— EXTRACTED DATA —
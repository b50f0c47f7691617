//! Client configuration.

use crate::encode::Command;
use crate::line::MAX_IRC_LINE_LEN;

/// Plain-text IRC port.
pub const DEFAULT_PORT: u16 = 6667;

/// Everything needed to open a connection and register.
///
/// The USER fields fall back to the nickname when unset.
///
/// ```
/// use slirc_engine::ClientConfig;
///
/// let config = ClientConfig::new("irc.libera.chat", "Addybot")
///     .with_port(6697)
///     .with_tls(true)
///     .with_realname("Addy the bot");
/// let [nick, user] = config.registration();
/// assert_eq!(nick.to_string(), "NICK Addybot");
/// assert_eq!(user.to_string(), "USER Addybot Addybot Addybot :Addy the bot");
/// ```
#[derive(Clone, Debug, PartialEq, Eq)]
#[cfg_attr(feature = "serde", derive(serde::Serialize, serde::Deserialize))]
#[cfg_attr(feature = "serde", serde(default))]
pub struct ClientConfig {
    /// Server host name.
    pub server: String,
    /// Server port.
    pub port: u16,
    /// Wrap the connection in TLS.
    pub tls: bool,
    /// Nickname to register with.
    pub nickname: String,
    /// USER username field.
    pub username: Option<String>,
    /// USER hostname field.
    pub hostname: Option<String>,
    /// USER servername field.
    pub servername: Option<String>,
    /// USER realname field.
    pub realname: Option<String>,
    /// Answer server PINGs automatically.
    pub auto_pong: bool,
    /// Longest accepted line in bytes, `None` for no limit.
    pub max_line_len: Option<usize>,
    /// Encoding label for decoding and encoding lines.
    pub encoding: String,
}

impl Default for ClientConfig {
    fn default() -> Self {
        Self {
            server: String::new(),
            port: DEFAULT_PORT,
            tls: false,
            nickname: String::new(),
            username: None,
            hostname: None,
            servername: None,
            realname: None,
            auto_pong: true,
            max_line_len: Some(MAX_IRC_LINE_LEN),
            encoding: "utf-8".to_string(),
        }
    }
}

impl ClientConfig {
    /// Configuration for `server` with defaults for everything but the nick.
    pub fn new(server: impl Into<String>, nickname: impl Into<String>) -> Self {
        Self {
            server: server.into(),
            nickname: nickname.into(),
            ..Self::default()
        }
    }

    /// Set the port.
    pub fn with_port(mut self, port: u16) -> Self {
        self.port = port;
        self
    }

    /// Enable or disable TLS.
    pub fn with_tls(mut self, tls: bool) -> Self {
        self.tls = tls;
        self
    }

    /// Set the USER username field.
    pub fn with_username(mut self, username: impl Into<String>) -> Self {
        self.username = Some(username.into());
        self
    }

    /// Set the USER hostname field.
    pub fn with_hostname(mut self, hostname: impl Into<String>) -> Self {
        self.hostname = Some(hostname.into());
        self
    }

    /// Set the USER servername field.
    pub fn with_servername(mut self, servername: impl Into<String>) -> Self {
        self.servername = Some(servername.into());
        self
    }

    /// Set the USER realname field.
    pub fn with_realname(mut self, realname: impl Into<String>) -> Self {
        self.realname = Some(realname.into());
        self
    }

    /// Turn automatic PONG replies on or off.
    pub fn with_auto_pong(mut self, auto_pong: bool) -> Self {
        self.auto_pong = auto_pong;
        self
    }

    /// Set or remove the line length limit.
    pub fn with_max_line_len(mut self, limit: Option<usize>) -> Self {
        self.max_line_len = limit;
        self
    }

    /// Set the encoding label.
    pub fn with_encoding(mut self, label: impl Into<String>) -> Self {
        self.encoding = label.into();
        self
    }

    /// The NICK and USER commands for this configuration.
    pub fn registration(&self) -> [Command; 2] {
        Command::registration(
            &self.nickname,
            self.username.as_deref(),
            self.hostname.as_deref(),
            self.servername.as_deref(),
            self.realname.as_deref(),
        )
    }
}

--

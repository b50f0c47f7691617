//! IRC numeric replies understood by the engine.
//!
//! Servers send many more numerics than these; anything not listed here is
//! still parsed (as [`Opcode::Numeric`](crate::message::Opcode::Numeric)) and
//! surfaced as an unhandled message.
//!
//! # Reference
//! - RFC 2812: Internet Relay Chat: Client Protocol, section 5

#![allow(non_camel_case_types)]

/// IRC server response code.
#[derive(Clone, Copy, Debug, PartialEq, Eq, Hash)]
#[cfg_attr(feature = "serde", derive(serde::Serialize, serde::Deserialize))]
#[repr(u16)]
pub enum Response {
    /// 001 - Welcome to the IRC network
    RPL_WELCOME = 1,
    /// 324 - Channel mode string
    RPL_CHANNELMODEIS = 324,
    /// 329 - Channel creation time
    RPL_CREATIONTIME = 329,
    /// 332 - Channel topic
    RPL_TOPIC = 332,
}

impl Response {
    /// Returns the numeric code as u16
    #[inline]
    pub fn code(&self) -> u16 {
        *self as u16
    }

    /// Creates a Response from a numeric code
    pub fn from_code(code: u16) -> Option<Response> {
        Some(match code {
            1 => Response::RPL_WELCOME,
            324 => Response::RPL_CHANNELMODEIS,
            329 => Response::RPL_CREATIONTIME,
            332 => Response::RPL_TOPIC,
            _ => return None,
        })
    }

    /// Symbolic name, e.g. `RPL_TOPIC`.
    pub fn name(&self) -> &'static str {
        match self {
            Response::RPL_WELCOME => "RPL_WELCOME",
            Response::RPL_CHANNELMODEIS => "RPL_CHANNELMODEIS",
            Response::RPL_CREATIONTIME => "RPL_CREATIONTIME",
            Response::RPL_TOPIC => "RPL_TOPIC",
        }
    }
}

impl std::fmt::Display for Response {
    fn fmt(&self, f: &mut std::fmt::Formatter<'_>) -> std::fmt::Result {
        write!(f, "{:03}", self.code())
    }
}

— TASK DETAILS —
From the records above, print exactly the lines that run from the line with "pub struct ClientConfig" to the line with "pub fn with_port(mut", inclusive.

— TASK RESULT —
pub struct ClientConfig {
    /// Server host name.
    pub server: String,
    /// Server port.
    pub port: u16,
    /// Wrap the connection in TLS.
    pub tls: bool,
    /// Nickname to register with.
    pub nickname: String,
    /// USER username field.
    pub username: Option<String>,
    /// USER hostname field.
    pub hostname: Option<String>,
    /// USER servername field.
    pub servername: Option<String>,
    /// USER realname field.
    pub realname: Option<String>,
    /// Answer server PINGs automatically.
    pub auto_pong: bool,
    /// Longest accepted line in bytes, `None` for no limit.
    pub max_line_len: Option<usize>,
    /// Encoding label for decoding and encoding lines.
    pub encoding: String,
}

impl Default for ClientConfig {
    fn default() -> Self {
        Self {
            server: String::new(),
            port: DEFAULT_PORT,
            tls: false,
            nickname: String::new(),
            username: None,
            hostname: None,
            servername: None,
            realname: None,
            auto_pong: true,
            max_line_len: Some(MAX_IRC_LINE_LEN),
            encoding: "utf-8".to_string(),
        }
    }
}

impl ClientConfig {
    /// Configuration for `server` with defaults for everything but the nick.
    pub fn new(server: impl Into<String>, nickname: impl Into<String>) -> Self {
        Self {
            server: server.into(),
            nickname: nickname.into(),
            ..Self::default()
        }
    }

    /// Set the port.
    pub fn with_port(mut self, port: u16) -> Self {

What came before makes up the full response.